AIM OF THE TASK: For the word "unknown", give the number of lines in these entries that contain it, with nothing else.
*** Opening GIVEN ENTRIES ***
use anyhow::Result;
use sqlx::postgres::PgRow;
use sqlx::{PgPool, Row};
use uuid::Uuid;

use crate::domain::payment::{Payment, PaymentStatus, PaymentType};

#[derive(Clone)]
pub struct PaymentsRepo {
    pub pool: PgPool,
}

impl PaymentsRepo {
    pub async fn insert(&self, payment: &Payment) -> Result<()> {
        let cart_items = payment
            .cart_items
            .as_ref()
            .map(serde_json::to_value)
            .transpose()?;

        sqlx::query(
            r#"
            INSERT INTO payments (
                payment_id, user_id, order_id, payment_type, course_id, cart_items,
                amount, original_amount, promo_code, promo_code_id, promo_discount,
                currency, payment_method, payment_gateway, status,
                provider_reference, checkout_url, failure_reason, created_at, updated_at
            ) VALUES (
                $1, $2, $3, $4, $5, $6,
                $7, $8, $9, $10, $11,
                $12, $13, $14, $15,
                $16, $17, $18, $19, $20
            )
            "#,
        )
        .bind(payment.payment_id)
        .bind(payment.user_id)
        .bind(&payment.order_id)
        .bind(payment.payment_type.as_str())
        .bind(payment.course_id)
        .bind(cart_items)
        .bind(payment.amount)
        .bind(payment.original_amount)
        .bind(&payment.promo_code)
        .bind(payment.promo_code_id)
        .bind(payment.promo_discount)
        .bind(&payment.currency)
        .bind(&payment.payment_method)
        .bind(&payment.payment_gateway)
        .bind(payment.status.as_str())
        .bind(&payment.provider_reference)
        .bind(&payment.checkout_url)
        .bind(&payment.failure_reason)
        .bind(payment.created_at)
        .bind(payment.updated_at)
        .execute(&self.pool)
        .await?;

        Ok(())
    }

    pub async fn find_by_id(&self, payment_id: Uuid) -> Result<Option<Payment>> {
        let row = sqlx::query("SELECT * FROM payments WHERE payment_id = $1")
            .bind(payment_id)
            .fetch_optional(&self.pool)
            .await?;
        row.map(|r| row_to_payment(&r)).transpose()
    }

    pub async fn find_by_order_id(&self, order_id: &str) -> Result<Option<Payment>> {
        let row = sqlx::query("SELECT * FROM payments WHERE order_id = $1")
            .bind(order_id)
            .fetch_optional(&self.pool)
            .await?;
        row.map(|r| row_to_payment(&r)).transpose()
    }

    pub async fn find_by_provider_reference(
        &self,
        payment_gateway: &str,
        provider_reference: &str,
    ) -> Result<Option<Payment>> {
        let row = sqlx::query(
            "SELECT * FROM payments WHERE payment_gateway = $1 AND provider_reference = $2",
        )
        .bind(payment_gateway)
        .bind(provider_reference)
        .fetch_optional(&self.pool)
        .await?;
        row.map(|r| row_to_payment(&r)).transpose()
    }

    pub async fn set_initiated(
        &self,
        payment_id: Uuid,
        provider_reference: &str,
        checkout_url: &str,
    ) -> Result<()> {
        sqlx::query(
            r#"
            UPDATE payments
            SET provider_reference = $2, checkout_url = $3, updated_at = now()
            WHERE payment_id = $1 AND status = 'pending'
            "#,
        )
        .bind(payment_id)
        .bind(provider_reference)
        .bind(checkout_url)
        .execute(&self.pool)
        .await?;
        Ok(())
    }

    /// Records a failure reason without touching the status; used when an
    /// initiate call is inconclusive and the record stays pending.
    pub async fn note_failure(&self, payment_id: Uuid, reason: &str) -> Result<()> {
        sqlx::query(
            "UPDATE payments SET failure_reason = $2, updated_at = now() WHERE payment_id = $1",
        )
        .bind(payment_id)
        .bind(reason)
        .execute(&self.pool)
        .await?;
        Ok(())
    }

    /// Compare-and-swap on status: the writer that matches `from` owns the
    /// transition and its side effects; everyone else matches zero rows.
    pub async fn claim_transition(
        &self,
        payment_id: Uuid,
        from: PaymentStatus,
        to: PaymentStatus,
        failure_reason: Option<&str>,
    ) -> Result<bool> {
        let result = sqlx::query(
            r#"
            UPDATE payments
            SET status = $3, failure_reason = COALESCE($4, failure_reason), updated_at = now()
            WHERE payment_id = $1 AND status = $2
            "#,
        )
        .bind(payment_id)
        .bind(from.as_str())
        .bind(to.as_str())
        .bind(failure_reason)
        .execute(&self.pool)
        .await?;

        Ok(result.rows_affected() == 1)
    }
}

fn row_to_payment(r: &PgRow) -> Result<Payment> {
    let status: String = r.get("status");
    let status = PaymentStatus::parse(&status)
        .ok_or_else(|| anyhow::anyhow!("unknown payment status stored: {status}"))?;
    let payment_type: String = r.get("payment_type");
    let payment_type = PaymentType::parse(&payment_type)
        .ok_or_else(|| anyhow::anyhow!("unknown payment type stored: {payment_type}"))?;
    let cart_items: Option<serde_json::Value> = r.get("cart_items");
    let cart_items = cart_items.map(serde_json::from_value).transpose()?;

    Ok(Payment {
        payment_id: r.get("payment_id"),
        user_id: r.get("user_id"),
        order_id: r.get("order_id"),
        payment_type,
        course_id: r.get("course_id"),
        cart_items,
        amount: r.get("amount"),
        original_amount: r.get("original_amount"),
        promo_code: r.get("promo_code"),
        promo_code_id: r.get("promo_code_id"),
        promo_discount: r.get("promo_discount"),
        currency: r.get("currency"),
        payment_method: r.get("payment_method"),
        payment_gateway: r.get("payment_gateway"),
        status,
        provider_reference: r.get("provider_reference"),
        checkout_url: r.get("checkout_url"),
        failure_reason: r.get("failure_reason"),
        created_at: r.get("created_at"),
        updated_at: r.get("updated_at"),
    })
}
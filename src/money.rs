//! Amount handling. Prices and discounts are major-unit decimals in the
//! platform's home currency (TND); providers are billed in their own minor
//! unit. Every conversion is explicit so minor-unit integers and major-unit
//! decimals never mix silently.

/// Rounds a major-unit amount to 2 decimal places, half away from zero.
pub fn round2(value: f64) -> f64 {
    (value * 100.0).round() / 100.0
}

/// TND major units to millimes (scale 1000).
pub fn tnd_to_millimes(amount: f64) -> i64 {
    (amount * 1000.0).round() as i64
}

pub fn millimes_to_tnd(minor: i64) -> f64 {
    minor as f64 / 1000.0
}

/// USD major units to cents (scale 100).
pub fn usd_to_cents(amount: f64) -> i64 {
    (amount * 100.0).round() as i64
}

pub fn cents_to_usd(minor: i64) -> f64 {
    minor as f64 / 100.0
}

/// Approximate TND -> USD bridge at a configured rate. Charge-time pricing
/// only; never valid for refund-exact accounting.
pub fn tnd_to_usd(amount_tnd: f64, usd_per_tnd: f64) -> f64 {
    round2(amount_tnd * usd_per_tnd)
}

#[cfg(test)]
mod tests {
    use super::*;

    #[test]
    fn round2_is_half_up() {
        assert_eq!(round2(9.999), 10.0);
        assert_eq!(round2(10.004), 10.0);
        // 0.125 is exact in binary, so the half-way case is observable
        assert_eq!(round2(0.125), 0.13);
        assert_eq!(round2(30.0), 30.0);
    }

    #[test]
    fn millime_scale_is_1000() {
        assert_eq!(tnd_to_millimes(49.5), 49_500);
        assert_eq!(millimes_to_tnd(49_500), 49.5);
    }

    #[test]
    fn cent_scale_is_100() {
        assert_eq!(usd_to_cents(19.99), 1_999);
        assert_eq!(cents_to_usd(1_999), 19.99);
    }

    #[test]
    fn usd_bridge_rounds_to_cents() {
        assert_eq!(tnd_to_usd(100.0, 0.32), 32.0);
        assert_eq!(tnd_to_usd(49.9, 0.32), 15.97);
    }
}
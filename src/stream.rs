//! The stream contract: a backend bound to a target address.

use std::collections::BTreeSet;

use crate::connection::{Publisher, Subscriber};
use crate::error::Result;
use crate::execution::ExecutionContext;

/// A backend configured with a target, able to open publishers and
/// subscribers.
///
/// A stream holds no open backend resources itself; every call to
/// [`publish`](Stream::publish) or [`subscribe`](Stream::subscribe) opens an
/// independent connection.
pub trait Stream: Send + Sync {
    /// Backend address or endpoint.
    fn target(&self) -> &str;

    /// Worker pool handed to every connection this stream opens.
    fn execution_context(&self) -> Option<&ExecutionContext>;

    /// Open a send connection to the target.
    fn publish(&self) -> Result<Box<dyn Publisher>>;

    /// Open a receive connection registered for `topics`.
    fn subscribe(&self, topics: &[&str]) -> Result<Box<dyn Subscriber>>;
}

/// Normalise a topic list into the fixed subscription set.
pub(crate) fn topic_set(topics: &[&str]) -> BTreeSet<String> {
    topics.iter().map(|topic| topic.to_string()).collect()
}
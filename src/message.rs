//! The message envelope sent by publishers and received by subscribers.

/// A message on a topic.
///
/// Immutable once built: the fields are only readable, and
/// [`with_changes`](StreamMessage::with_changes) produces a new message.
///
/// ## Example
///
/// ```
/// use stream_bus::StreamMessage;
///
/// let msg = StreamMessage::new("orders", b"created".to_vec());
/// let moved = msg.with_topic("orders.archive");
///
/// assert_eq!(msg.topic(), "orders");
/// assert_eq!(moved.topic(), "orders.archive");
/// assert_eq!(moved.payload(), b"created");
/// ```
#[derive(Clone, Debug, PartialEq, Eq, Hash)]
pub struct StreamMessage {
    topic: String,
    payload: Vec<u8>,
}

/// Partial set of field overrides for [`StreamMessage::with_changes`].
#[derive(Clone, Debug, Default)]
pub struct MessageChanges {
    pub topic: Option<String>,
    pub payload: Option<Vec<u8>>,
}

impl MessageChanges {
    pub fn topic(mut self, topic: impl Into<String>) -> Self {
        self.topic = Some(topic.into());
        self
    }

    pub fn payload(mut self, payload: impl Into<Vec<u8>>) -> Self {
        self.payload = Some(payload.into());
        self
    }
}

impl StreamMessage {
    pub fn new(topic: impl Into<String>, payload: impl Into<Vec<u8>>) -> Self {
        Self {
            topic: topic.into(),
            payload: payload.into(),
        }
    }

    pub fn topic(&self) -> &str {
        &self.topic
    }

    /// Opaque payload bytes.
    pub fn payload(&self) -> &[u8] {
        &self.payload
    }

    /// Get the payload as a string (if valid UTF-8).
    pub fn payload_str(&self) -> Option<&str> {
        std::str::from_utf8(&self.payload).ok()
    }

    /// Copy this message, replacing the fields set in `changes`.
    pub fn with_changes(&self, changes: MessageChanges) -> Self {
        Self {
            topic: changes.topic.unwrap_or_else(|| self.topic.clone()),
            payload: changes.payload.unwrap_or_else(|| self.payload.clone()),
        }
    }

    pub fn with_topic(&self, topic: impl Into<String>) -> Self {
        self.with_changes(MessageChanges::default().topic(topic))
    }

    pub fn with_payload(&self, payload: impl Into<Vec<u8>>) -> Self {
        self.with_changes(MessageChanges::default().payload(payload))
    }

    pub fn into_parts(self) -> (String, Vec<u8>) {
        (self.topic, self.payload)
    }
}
*** Closing GIVEN ENTRIES ***
*** Opening GIVEN ENTRIES ***
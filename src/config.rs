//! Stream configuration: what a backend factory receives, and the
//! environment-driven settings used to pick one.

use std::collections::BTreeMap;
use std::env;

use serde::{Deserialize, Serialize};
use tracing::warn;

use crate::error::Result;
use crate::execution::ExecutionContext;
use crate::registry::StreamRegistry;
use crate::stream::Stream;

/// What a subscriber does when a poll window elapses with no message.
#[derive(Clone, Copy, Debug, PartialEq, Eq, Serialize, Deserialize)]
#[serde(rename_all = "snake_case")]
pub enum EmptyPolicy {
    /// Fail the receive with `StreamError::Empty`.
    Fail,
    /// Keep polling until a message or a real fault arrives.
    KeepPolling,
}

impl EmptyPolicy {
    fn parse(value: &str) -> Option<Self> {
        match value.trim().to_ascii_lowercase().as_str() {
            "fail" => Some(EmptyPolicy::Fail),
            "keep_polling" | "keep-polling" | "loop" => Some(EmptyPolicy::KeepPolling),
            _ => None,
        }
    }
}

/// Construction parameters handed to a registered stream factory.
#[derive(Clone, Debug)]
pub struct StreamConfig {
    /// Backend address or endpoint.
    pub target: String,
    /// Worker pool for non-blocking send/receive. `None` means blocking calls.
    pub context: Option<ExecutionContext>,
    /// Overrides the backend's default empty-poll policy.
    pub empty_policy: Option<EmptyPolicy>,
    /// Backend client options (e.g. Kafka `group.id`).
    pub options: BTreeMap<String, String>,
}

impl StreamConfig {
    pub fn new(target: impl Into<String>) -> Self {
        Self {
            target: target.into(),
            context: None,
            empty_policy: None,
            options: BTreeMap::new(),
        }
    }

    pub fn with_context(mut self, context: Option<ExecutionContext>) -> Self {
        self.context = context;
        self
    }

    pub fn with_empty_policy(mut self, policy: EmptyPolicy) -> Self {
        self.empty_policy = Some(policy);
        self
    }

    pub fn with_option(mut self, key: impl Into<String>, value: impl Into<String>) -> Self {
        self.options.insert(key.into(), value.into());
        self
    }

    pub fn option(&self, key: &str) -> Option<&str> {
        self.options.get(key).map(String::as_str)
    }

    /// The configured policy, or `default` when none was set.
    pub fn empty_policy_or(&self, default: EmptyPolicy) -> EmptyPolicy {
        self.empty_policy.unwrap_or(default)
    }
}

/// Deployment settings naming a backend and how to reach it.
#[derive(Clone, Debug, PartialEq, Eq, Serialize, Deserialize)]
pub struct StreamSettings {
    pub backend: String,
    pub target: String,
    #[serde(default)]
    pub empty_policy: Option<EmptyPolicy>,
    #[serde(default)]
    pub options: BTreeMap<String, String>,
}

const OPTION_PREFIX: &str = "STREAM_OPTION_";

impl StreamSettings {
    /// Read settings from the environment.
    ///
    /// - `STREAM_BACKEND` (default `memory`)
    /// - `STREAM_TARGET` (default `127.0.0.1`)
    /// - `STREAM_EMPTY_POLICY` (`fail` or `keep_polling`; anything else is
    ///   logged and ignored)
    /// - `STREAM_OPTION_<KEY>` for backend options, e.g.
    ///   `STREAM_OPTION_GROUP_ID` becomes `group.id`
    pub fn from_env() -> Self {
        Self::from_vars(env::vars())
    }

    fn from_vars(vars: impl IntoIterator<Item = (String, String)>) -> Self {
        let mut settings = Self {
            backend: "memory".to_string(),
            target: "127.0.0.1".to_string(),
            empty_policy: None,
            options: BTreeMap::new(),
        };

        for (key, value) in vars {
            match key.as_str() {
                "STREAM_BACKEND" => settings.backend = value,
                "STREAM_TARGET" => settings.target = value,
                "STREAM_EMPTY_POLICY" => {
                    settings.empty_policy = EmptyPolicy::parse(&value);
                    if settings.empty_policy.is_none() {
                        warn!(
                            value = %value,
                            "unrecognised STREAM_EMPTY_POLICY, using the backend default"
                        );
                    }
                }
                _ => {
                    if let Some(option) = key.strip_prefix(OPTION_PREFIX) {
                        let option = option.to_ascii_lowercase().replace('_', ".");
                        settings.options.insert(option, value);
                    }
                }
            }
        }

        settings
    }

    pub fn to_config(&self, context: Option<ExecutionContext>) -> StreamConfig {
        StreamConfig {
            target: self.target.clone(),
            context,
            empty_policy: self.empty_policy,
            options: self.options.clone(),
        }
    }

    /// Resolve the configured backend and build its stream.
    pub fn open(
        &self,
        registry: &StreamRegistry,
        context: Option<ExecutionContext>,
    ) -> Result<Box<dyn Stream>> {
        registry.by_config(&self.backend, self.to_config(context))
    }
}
*** Closing GIVEN ENTRIES ***
*** Opening GIVEN ENTRIES ***
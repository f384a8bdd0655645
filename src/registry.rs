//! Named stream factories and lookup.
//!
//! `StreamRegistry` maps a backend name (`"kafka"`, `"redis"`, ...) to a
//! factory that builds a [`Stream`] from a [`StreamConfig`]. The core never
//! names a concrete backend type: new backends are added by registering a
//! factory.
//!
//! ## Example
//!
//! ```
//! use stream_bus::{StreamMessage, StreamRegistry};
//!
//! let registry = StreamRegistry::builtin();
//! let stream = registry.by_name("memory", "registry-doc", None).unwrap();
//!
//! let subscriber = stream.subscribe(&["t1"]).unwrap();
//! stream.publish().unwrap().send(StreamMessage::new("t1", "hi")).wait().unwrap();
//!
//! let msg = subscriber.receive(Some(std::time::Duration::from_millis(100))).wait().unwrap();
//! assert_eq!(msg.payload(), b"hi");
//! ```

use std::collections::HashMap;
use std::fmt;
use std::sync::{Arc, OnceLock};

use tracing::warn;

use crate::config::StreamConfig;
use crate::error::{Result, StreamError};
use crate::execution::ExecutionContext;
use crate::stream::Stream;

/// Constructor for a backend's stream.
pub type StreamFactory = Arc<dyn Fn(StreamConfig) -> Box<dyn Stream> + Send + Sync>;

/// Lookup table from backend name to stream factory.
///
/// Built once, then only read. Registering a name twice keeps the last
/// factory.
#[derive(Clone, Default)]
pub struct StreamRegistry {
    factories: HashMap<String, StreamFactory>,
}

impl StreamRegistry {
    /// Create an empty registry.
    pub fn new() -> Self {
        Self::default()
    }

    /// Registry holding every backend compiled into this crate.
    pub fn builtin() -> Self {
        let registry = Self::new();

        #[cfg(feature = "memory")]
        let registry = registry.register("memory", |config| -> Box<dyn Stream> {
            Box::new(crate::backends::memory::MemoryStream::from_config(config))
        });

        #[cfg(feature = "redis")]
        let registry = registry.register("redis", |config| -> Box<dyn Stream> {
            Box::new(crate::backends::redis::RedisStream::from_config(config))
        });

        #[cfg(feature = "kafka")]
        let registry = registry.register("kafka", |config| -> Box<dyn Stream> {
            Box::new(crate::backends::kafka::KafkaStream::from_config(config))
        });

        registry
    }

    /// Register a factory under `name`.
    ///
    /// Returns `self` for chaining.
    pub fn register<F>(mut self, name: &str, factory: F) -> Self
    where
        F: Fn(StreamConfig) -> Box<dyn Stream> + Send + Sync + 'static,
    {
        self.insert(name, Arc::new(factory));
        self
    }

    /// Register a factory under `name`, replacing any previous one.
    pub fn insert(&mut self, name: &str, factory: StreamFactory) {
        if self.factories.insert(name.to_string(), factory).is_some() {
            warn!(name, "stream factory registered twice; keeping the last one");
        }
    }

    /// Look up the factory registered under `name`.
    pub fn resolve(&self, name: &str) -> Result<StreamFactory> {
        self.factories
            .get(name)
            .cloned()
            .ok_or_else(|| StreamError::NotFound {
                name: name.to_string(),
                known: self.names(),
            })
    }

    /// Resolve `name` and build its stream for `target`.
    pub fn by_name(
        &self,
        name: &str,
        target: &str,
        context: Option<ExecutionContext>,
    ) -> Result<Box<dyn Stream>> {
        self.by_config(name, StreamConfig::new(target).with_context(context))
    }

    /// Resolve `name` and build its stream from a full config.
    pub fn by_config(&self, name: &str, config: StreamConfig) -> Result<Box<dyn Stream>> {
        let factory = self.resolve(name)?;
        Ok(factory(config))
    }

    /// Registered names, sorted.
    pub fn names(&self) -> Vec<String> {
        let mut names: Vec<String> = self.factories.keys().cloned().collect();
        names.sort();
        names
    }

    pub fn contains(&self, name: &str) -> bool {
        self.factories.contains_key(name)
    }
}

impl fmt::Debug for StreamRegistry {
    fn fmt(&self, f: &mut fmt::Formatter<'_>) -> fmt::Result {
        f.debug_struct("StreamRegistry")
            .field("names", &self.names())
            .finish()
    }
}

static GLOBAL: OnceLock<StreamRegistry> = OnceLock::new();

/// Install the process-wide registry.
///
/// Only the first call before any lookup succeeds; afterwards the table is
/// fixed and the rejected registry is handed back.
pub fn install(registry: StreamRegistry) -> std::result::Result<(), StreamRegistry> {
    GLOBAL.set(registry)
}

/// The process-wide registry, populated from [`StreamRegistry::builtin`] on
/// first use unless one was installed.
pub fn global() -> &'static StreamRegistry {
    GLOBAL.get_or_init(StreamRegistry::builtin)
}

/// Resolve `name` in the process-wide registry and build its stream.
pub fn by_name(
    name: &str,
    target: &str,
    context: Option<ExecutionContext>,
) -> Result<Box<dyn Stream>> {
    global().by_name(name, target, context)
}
*** Closing GIVEN ENTRIES ***
EXERCISE OUTPUT: 2